‘Our calving interval was 364 days; 85% of the cows calved within the first 6 weeks’

Farming in Crosshaven, Co. Cork, Billy and Niall Nicholson operate suckler-to-beef and tillage enterprises.

The duo, who are in partnership together, bring all their male progeny through to slaughter at 16 months-of-age, as well as weanling bulls that are purchased off-farm.

The pair breed their own replacement heifers; however, any heifers that don’t make the grade for breeding are finished and sent to the factory at 22-23 months.

Recently, a batch of 16-month-old bulls were sent to the factory and killed out at roughly 407kg (carcass weight), on average. The majority of the bulls fell into the U-grade category, while there were also a few R-grades as well.

Furthermore, a group of heifers were also brought to the factory. Those heifers killed out at roughly 340kg (carcass weight). According to Billy, the majority of the heifers were R-grade, with a handful of them falling into the U-grade category.

The calving interval on the Nicholson’s farm for the calving season gone by was 364 days, with 85% of the cows calving within the first six weeks.

The Nicholsons have been part of the Beef Data and Genomics Programme (BDGP) and the Beef Environmental Efficiency Pilot (BEEP) for the past number of years.

According to Niall, being part of these schemes has massively helped them to focus in on the replacement index, in order to make sure that they are only breeding off four and five-star animals.

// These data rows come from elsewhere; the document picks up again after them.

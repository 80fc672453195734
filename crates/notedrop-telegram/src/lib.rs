//! Telegram bot interface for Notedrop.
//!
//! This crate wires the resilient save adapter from `notedrop-sync` to a
//! Telegram chat. Plain text messages become notes in the remote store,
//! edits update the stored note in place, and when the backend is down the
//! notes queue locally until it recovers.
//!
//! # Environment Variables
//!
//! Required:
//! - `TELEGRAM_BOT_TOKEN`: Bot token from @BotFather
//! - `NOTES_API_URL`: Base URL of the notes API (unless running with `--local`)
//! - `NOTES_API_TOKEN`: Bearer token for the notes API
//! - `ALLOWED_CHAT_IDS`: Comma-separated chat ids the bot answers to
//!
//! Optional:
//! - `STARTUP_CHAT_IDS_REPORT`: Chats that get a message when the bot starts
//! - `NOTES_API_TIMEOUT_SECS`: Per-attempt request timeout (default: 30)
//! - `NOTES_MAX_RETRIES`: Save attempts before giving up (default: 3)
//! - `NOTES_RETRY_BASE_MS`: Base backoff delay in milliseconds (default: 1000)
//!
//! # Commands
//!
//! - `/start` - Welcome message
//! - `/history` - Recent notes, queued ones marked
//! - `/memory` - Backend status and queue counts
//! - `/sync` - Push queued notes to the backend now
//! - `/flush` - Discard queued notes

pub mod bot;
pub mod config;
pub mod dispatch;
pub mod error;
pub mod handlers;
pub mod state;

pub use bot::NoteBot;
pub use config::{store_config_from_env, BotConfig};
pub use error::{BotError, Result};
pub use state::{BotState, SaveDisposition};
//! Notedrop Telegram bot binary.
//!
//! Start the bot with:
//! ```bash
//! TELEGRAM_BOT_TOKEN=xxx cargo run -p notedrop-telegram
//! ```

use std::sync::Arc;

use clap::Parser;
use tracing_subscriber::EnvFilter;

use notedrop_sync::{
    ApiStore, AvailabilityMonitor, AvailabilityState, MonitorConfig, NoteStore, OfflineBuffer,
};
use notedrop_telegram::{store_config_from_env, BotConfig, BotState, NoteBot};

/// Notedrop - save Telegram messages to a remote notes store
#[derive(Parser, Debug)]
#[command(name = "notedrop-telegram")]
#[command(about = "Telegram bot that persists your messages as notes")]
struct Args {
    /// Use a localhost backend instead of NOTES_API_URL
    #[arg(short, long)]
    local: bool,

    /// Verbose logging (-v, -vv, -vvv)
    #[arg(short, long, action = clap::ArgAction::Count)]
    verbose: u8,
}

#[tokio::main]
async fn main() -> Result<(), Box<dyn std::error::Error>> {
    let args = Args::parse();

    let _ = dotenvy::dotenv();

    // Initialize logging based on verbosity
    let filter = match args.verbose {
        0 => "notedrop_telegram=info,notedrop_sync=info,teloxide=warn",
        1 => "notedrop_telegram=debug,notedrop_sync=debug,teloxide=info",
        2 => "notedrop_telegram=trace,notedrop_sync=trace,teloxide=debug",
        _ => "trace",
    };
    tracing_subscriber::fmt()
        .with_env_filter(EnvFilter::try_new(filter).unwrap_or_else(|_| EnvFilter::new("info")))
        .init();

    let bot_config = BotConfig::from_env()?;
    let store_config = store_config_from_env(args.local)?;
    tracing::info!(base_url = %store_config.base_url, local = args.local, "using notes backend");

    let store = Arc::new(ApiStore::new(store_config)?);
    let buffer = Arc::new(OfflineBuffer::new());
    let availability = Arc::new(AvailabilityState::new());

    let (monitor, events) = AvailabilityMonitor::new(
        Arc::clone(&store),
        Arc::clone(&buffer),
        Arc::clone(&availability),
        MonitorConfig::default(),
    );

    let state = Arc::new(BotState::new(
        store as Arc<dyn NoteStore>,
        buffer,
        availability,
        bot_config,
    ));

    let bot = NoteBot::new(Arc::clone(&state));
    match bot.get_me().await {
        Ok(username) => {
            tracing::info!(username = %username, "Bot initialized successfully");
            println!("\n📝 Notedrop Telegram Bot");
            println!("   Bot: @{}", username);
        }
        Err(e) => {
            tracing::error!(error = %e, "Failed to get bot info");
            return Err(e.into());
        }
    }

    println!("\n📱 Open Telegram and send /start to begin");
    println!("   Press Ctrl+C to stop\n");

    bot.start_polling(monitor, events).await?;

    Ok(())
}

They put a keen focus on that (replacement index), as well as data from the BEEP. According to Niall, it is showing them which cows are actually performing.

Niall explained: “We want high-producing four and five-star animals because economically they deliver the goods. These type of animals keep our farm system profitable and they’re making sure suckler farming here on this farm is sustainable.”


The farm is currently in the Green, Low-Carbon, Agri-Environment Scheme (GLAS). Before that, the Nicholsons were in the Rural Environment Protection Scheme (REPS).

Speaking about the changes that have come about on the farm over the years, Billy said: “We sowed trees a number of years ago. We also incorporated 250m worth of hedgerows as part of the GLAS three or four years ago.

“I am very interested in nature. I love to see the wildlife around the farm.”

Niall added: “We are very focused on biodiversity because it is important to maintain what we have on the farm.

“As farmers, we are custodians of the land. So, we try to do the best we can for nature, as well as from a production point of view.”